In order to prevent a third world war, it is important to be vigilant, because one can also stumble into wars, said the Chancellor on ORF’s ZiB2 on Wednesday evening. “New solutions are needed so that the conflict can end,” emphasized Nehammer. He added that they were in a kind of “Western echo chamber” and that the BRICS countries should be brought on board.
Above all, the West needs China and India to look for a peace solution. These two countries must be spoken to on an equal footing. In the ORF broadcast, Nehammer saw Russian President Vladimir Putin in a dead end because he had not achieved any of his strategic goals. Not only has NATO grown to include Sweden and Finland, but the countries in the defense alliance will now also spend more money once more, as the USA has long been demanding. He added that at the special Ukraine summit in Paris on Monday there was no Western majority opinion to send soldiers to Ukraine. In an interview with oe24.tv, Nehammer had previously said that Putin had it in his hands to end the war.
- Video: The interview with Chancellor Nehammer
This video is disabled
Please activate the categories Performance cookies and Functional Cookies in your cookie settings to view this item.

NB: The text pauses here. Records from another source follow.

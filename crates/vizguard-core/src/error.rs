//! Error types for Vizguard

/// Result type alias using Vizguard's Error type
pub type Result<T> = std::result::Result<T, Error>;

/// Core error type for Vizguard operations
#[derive(Debug, thiserror::Error)]
pub enum Error {
    /// Configuration errors
    #[error("configuration error: {0}")]
    Config(String),

    /// Network/IO errors
    #[error("io error: {0}")]
    Io(#[from] std::io::Error),

    /// Serialization errors
    #[error("serialization error: {0}")]
    Serialization(#[from] serde_json::Error),

    /// Generic internal errors
    #[error("internal error: {0}")]
    Internal(String),
}

impl Error {
    /// Create a new configuration error
    pub fn config(msg: impl Into<String>) -> Self {
        Self::Config(msg.into())
    }

    /// Create a new internal error
    pub fn internal(msg: impl Into<String>) -> Self {
        Self::Internal(msg.into())
    }
}
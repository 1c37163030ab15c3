//! Policy enforcement engine
//!
//! Composes the three passes in their fixed order: stats validation, the
//! per-field rule pipeline, then the cross-field hero constraint. The
//! engine is synchronous and stateless across calls; the only shared value
//! is the immutable default configuration, and every invocation works on
//! its own deep copy of the caller's fields.

use tracing::{debug, info};
use vizguard_core::FieldRecord;

use crate::config::{PolicyConfig, PolicyOverrides};
use crate::hero::enforce_hero_budget;
use crate::rules::FIELD_RULES;
use crate::stats::validate_stats;
use crate::violation::{FieldSnapshot, PolicyResult, PolicyViolation};

/// Fixed version stamp on every result. Bumped whenever rule semantics
/// change, so downstream consumers can detect behavior drift.
pub const POLICY_VERSION: u32 = 3;

/// Policy enforcement engine
#[derive(Debug, Clone)]
pub struct PolicyEngine {
    config: PolicyConfig,
}

impl PolicyEngine {
    /// Create an engine with the default thresholds
    pub fn new() -> Self {
        Self {
            config: PolicyConfig::default(),
        }
    }

    /// Create an engine with an explicit configuration
    pub fn with_config(config: PolicyConfig) -> Self {
        Self { config }
    }

    /// The thresholds this engine enforces
    pub fn config(&self) -> &PolicyConfig {
        &self.config
    }

    /// Validate statistics and apply the full rule set to a field
    /// collection.
    ///
    /// The caller's fields are never mutated; the result holds a corrected
    /// copy with the same cardinality and identities, plus the complete
    /// audit trail.
    pub fn enforce(&self, fields: &[FieldRecord]) -> PolicyResult {
        let (mut corrected, stats_warnings) = validate_stats(fields);
        let mut violations = Vec::new();

        for field in &mut corrected {
            // Fields skipped before the pass are excluded from rule
            // evaluation entirely
            if field.skip {
                continue;
            }

            let entry = FieldSnapshot::of(field);
            for rule in FIELD_RULES {
                if let Some(correction) = rule(field, &self.config, &entry) {
                    field.policy_actions.push(correction.token);
                    violations.push(PolicyViolation {
                        field: field.name.clone(),
                        rule: correction.rule,
                        severity: correction.severity,
                        action: correction.action,
                        before: entry.clone(),
                        after: FieldSnapshot::of(field),
                    });
                }
            }
        }

        enforce_hero_budget(&mut corrected, &self.config, &mut violations);

        for violation in &violations {
            debug!(
                field = %violation.field,
                rule = %violation.rule,
                severity = %violation.severity,
                "{}",
                violation.action
            );
        }
        info!(
            violations = violations.len(),
            version = POLICY_VERSION,
            "policy enforcement complete"
        );

        let auto_fix_count = violations.len();
        PolicyResult {
            fields: corrected,
            violations,
            auto_fix_count,
            version: POLICY_VERSION,
            stats_warnings,
        }
    }
}

impl Default for PolicyEngine {
    fn default() -> Self {
        Self::new()
    }
}

/// Combined stats-validation and policy-enforcement entry point.
///
/// Unspecified thresholds fall back to the documented defaults; the shared
/// defaults are merged into a fresh configuration per call.
pub fn enforce(fields: &[FieldRecord], overrides: Option<PolicyOverrides>) -> PolicyResult {
    let config = match overrides {
        Some(ref overrides) => PolicyConfig::default().merged(overrides),
        None => PolicyConfig::default(),
    };
    PolicyEngine::with_config(config).enforce(fields)
}
//! Statistics validation pass
//!
//! Sanitizes per-field cardinality statistics before any policy logic runs.
//! The upstream classifier may legitimately produce noisy counts, so this
//! pass corrects rather than rejects: no check halts processing of a field
//! or of the collection, and every correction emits a warning string.

use tracing::warn;
use vizguard_core::FieldRecord;

/// Token appended to `policy_actions` when a field is skipped for invalid
/// row counts
pub const STATS_INVALID_SKIP: &str = "stats_invalid_skip";

/// Reason recorded on fields skipped for invalid row counts
pub const STATS_INVALID_REASON: &str = "invalid statistics: totalRows must be positive";

/// Sanitize cardinality statistics for a whole collection.
///
/// Returns a new collection plus the warnings emitted; the caller's fields
/// are never mutated. The three checks run independently per field, in a
/// fixed order: cardinality clamp, row-count skip, negative-value reset.
/// All of them may fire for the same field.
pub fn validate_stats(fields: &[FieldRecord]) -> (Vec<FieldRecord>, Vec<String>) {
    let mut warnings = Vec::new();
    let mut validated = fields.to_vec();

    for field in &mut validated {
        if field.unique_values > field.total_rows && field.total_rows > 0 {
            let warning = format!(
                "field '{}': uniqueValues {} exceeds totalRows {}, clamping",
                field.name, field.unique_values, field.total_rows
            );
            warn!(field = %field.name, "{}", warning);
            warnings.push(warning);
            field.unique_values = field.total_rows;
        }

        if field.total_rows <= 0 {
            let warning = format!(
                "field '{}': totalRows {} is not positive, skipping field",
                field.name, field.total_rows
            );
            warn!(field = %field.name, "{}", warning);
            warnings.push(warning);
            field.mark_skipped(STATS_INVALID_REASON);
            field.policy_actions.push(STATS_INVALID_SKIP.to_string());
        }

        if field.unique_values < 0 {
            let warning = format!(
                "field '{}': uniqueValues {} is negative, resetting to 0",
                field.name, field.unique_values
            );
            warn!(field = %field.name, "{}", warning);
            warnings.push(warning);
            field.unique_values = 0;
        }
    }

    (validated, warnings)
}
//! Policy threshold configuration
//!
//! The defaults form an immutable value object. Every enforcement run merges
//! caller overrides into a fresh copy, so the shared defaults can be reused
//! across concurrent invocations without synchronization.

use serde::{Deserialize, Serialize};

/// Thresholds governing the per-field and cross-field policy rules
#[derive(Debug, Clone, Copy, PartialEq, Eq, Serialize, Deserialize)]
#[serde(rename_all = "camelCase")]
pub struct PolicyConfig {
    /// Maximum distinct categories a pie chart may show
    #[serde(default = "default_max_pie_cardinality")]
    pub max_pie_cardinality: i64,

    /// Maximum number of active hero stats on a dashboard
    #[serde(default = "default_max_hero_stats")]
    pub max_hero_stats: usize,

    /// Maximum distinct categories a bar chart may show
    #[serde(default = "default_max_bar_categories")]
    pub max_bar_categories: i64,

    /// Minimum distinct time points required to plot a trend
    #[serde(default = "default_min_rows_for_trends")]
    pub min_rows_for_trends: i64,
}

impl Default for PolicyConfig {
    fn default() -> Self {
        Self {
            max_pie_cardinality: default_max_pie_cardinality(),
            max_hero_stats: default_max_hero_stats(),
            max_bar_categories: default_max_bar_categories(),
            min_rows_for_trends: default_min_rows_for_trends(),
        }
    }
}

impl PolicyConfig {
    /// Produce a fresh config with the given overrides applied on top of
    /// these values. `self` is never mutated.
    pub fn merged(&self, overrides: &PolicyOverrides) -> Self {
        Self {
            max_pie_cardinality: overrides.max_pie_cardinality.unwrap_or(self.max_pie_cardinality),
            max_hero_stats: overrides.max_hero_stats.unwrap_or(self.max_hero_stats),
            max_bar_categories: overrides.max_bar_categories.unwrap_or(self.max_bar_categories),
            min_rows_for_trends: overrides.min_rows_for_trends.unwrap_or(self.min_rows_for_trends),
        }
    }
}

/// Partial configuration supplied by callers; unspecified thresholds fall
/// back to the documented defaults
#[derive(Debug, Clone, Copy, Default, PartialEq, Eq, Serialize, Deserialize)]
#[serde(rename_all = "camelCase")]
pub struct PolicyOverrides {
    #[serde(default, skip_serializing_if = "Option::is_none")]
    pub max_pie_cardinality: Option<i64>,

    #[serde(default, skip_serializing_if = "Option::is_none")]
    pub max_hero_stats: Option<usize>,

    #[serde(default, skip_serializing_if = "Option::is_none")]
    pub max_bar_categories: Option<i64>,

    #[serde(default, skip_serializing_if = "Option::is_none")]
    pub min_rows_for_trends: Option<i64>,
}

impl PolicyOverrides {
    /// Load overrides from a YAML string
    pub fn from_yaml(yaml: &str) -> Result<Self, serde_yaml::Error> {
        serde_yaml::from_str(yaml)
    }

    /// Load overrides from a file
    pub fn from_file(
        path: impl AsRef<std::path::Path>,
    ) -> Result<Self, Box<dyn std::error::Error>> {
        let content = std::fs::read_to_string(path)?;
        Ok(Self::from_yaml(&content)?)
    }
}

fn default_max_pie_cardinality() -> i64 {
    8
}

fn default_max_hero_stats() -> usize {
    4
}

fn default_max_bar_categories() -> i64 {
    20
}

fn default_min_rows_for_trends() -> i64 {
    5
}

#[cfg(test)]
mod tests {
    use super::*;

    #[test]
    fn test_documented_defaults() {
        let config = PolicyConfig::default();
        assert_eq!(config.max_pie_cardinality, 8);
        assert_eq!(config.max_hero_stats, 4);
        assert_eq!(config.max_bar_categories, 20);
        assert_eq!(config.min_rows_for_trends, 5);
    }

    #[test]
    fn test_merge_leaves_defaults_untouched() {
        let defaults = PolicyConfig::default();
        let overrides = PolicyOverrides {
            max_pie_cardinality: Some(6),
            max_hero_stats: None,
            max_bar_categories: None,
            min_rows_for_trends: Some(10),
        };

        let merged = defaults.merged(&overrides);
        assert_eq!(merged.max_pie_cardinality, 6);
        assert_eq!(merged.min_rows_for_trends, 10);
        assert_eq!(merged.max_hero_stats, 4);
        assert_eq!(merged.max_bar_categories, 20);

        // The shared defaults are a value object; merging never mutates them
        assert_eq!(defaults, PolicyConfig::default());
    }

    #[test]
    fn test_overrides_from_yaml() {
        let yaml = r#"
maxPieCardinality: 12
maxHeroStats: 3
"#;

        let overrides = PolicyOverrides::from_yaml(yaml).unwrap();
        assert_eq!(overrides.max_pie_cardinality, Some(12));
        assert_eq!(overrides.max_hero_stats, Some(3));
        assert_eq!(overrides.max_bar_categories, None);

        let merged = PolicyConfig::default().merged(&overrides);
        assert_eq!(merged.max_pie_cardinality, 12);
        assert_eq!(merged.max_hero_stats, 3);
        assert_eq!(merged.min_rows_for_trends, 5);
    }

    #[test]
    fn test_config_deserializes_partial_documents() {
        let json = r#"{"maxBarCategories": 30}"#;
        let config: PolicyConfig = serde_json::from_str(json).unwrap();
        assert_eq!(config.max_bar_categories, 30);
        assert_eq!(config.max_pie_cardinality, 8);
    }
}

My cookie settings
Scholz: “No soldiers in Ukraine”
Germany’s Chancellor Olaf Scholz promised the German Bundeswehr and his country’s citizens on Wednesday that his rejection of sending ground troops to Ukraine is an immovable red line. “To be clear: As German Chancellor, I will not send soldiers from our Bundeswehr to Ukraine,” he said in a video message on Wednesday. “That’s true. Our soldiers can rely on that. And you can rely on that.”
NATO will not become a warring party, Scholz added. “It stays that way.” Germany agrees with its allies: “We don’t want Russia’s war once morest Ukraine to turn into a war between Russia and NATO.”
Spain is also not sending troops
Spain, along with other EU countries, also spoke out once morest the deployment of Western ground troops on Wednesday. “There will be no Spanish troops in Ukraine, of course not, because we want peace, which is exactly what the Ukrainian government also wants,” Foreign Minister José Manuel Albares said in the Madrid parliament.
The Baltic country of Latvia is not fundamentally opposed to such an operation. “Latvia continues to examine many different options to strengthen support for Ukraine. If there is an agreement among NATO allies to send troops to Ukraine, Latvia would consider participating,” said a Defense Ministry spokesman .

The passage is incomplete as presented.